He did not learn the core of the tale until much later. How he was the child of a romance between a married doctor and a nurse in Binghamton. How his mother surrendered him, as an infant, to an orphanage and foster care. How she came to see him once or twice, when he was very small.
Jerry found her name in some records when he was an adult. He called the house in Binghamton where he believed she lived. The woman who answered the phone said his mother wasn't there. She said to him: "Don't ever call this house again."
Who that was, to this day, he's not completely sure. He was on his own, just as he'd been in that basement in Syracuse.

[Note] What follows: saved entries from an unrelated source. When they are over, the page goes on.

//! Scripted station for tests and offline runs.
//!
//! Replies are matched by method and the last path segment of the URL
//! (`add_experiment`, `get_updates`, ...). Queued replies are consumed in
//! order; once a queue is empty the persistent reply for that route, if any,
//! answers. Unscripted routes answer 404.
//!
//! # Example
//!
//! ```rust,ignore
//! let mock = MockTransport::new();
//! mock.push(Method::Post, "add_experiment", MockReply::status(500, "queue full"));
//! mock.always(Method::Post, "station_run_tables", MockReply::json(json!([])));
//! ```

use async_trait::async_trait;
use std::collections::{HashMap, VecDeque};
use std::sync::{Arc, Mutex};

use super::transport::{Method, StationRequest, StationResponse, StationTransport, TransportError};

#[derive(Debug, Clone, PartialEq, Eq)]
pub enum MockReply {
    Respond(StationResponse),
    /// Fail at the connection level.
    Unreachable(String),
}

impl MockReply {
    pub fn status(status: u16, body: impl Into<String>) -> Self {
        MockReply::Respond(StationResponse::new(status, body))
    }

    pub fn ok() -> Self {
        Self::status(200, "")
    }

    pub fn json(body: serde_json::Value) -> Self {
        Self::status(200, body.to_string())
    }

    pub fn unreachable() -> Self {
        MockReply::Unreachable("connection refused".to_string())
    }
}

#[derive(Debug, Default)]
struct Script {
    queued: HashMap<(Method, String), VecDeque<MockReply>>,
    persistent: HashMap<(Method, String), MockReply>,
    requests: Vec<StationRequest>,
}

#[derive(Debug, Clone, Default)]
pub struct MockTransport {
    script: Arc<Mutex<Script>>,
}

fn route(url: &str) -> String {
    url.trim_end_matches('/')
        .rsplit('/')
        .next()
        .unwrap_or_default()
        .to_string()
}

impl MockTransport {
    pub fn new() -> Self {
        Self::default()
    }

    fn with_script<T>(&self, f: impl FnOnce(&mut Script) -> T) -> T {
        let mut guard = match self.script.lock() {
            Ok(guard) => guard,
            Err(poisoned) => poisoned.into_inner(),
        };
        f(&mut guard)
    }

    /// Queue a one-shot reply.
    pub fn push(&self, method: Method, path: &str, reply: MockReply) {
        self.with_script(|s| {
            s.queued
                .entry((method, path.to_string()))
                .or_default()
                .push_back(reply);
        });
    }

    /// Answer every otherwise unscripted call to this route.
    pub fn always(&self, method: Method, path: &str, reply: MockReply) {
        self.with_script(|s| {
            s.persistent.insert((method, path.to_string()), reply);
        });
    }

    /// Every request received so far.
    pub fn requests(&self) -> Vec<StationRequest> {
        self.with_script(|s| s.requests.clone())
    }

    /// Requests received on one route.
    pub fn requests_to(&self, path: &str) -> Vec<StationRequest> {
        self.with_script(|s| {
            s.requests
                .iter()
                .filter(|r| route(&r.url) == path)
                .cloned()
                .collect()
        })
    }
}

#[async_trait]
impl StationTransport for MockTransport {
    async fn send(&self, request: StationRequest) -> Result<StationResponse, TransportError> {
        let key = (request.method, route(&request.url));
        let reply = self.with_script(|s| {
            s.requests.push(request);
            s.queued
                .get_mut(&key)
                .and_then(VecDeque::pop_front)
                .or_else(|| s.persistent.get(&key).cloned())
        });
        match reply {
            Some(MockReply::Respond(response)) => Ok(response),
            Some(MockReply::Unreachable(reason)) => Err(TransportError(reason)),
            None => Ok(StationResponse::new(404, "not scripted")),
        }
    }
}

#[cfg(test)]
mod tests {
    use super::*;

    #[tokio::test]
    async fn test_queued_then_persistent() {
        let mock = MockTransport::new();
        mock.push(Method::Post, "stop", MockReply::unreachable());
        mock.always(Method::Post, "stop", MockReply::ok());

        let req = || StationRequest::new(Method::Post, "http://10.0.0.1:80/api/stop");
        assert!(mock.send(req()).await.is_err());
        assert_eq!(mock.send(req()).await.unwrap().status, 200);
        assert_eq!(mock.send(req()).await.unwrap().status, 200);

        let unscripted = StationRequest::new(Method::Get, "http://10.0.0.1:80/api/start");
        assert_eq!(mock.send(unscripted).await.unwrap().status, 404);
        assert_eq!(mock.requests_to("stop").len(), 3);
    }
}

A few days after he was rescued, the nuns drove the child to a Lackawanna orphanage founded by Father Nelson Baker. The old priest had been dead for about five years when Jerry arrived at the place where he spent the next eight years of his life.
Jerry experienced great kindness from older boys who looked out for him, from a gentle counselor named Gordon Kennedy, from a one-legged night watchman the boys called "Joe Paps." On nights when Jerry couldn't sleep, Joe sat with him and told him stories. The child made friends who remain close to this day, including Mike Frawley, a golfing partner and retired firefighter.
To the best of his knowledge, even his name – Jerry Janan – was created for him in the orphanage.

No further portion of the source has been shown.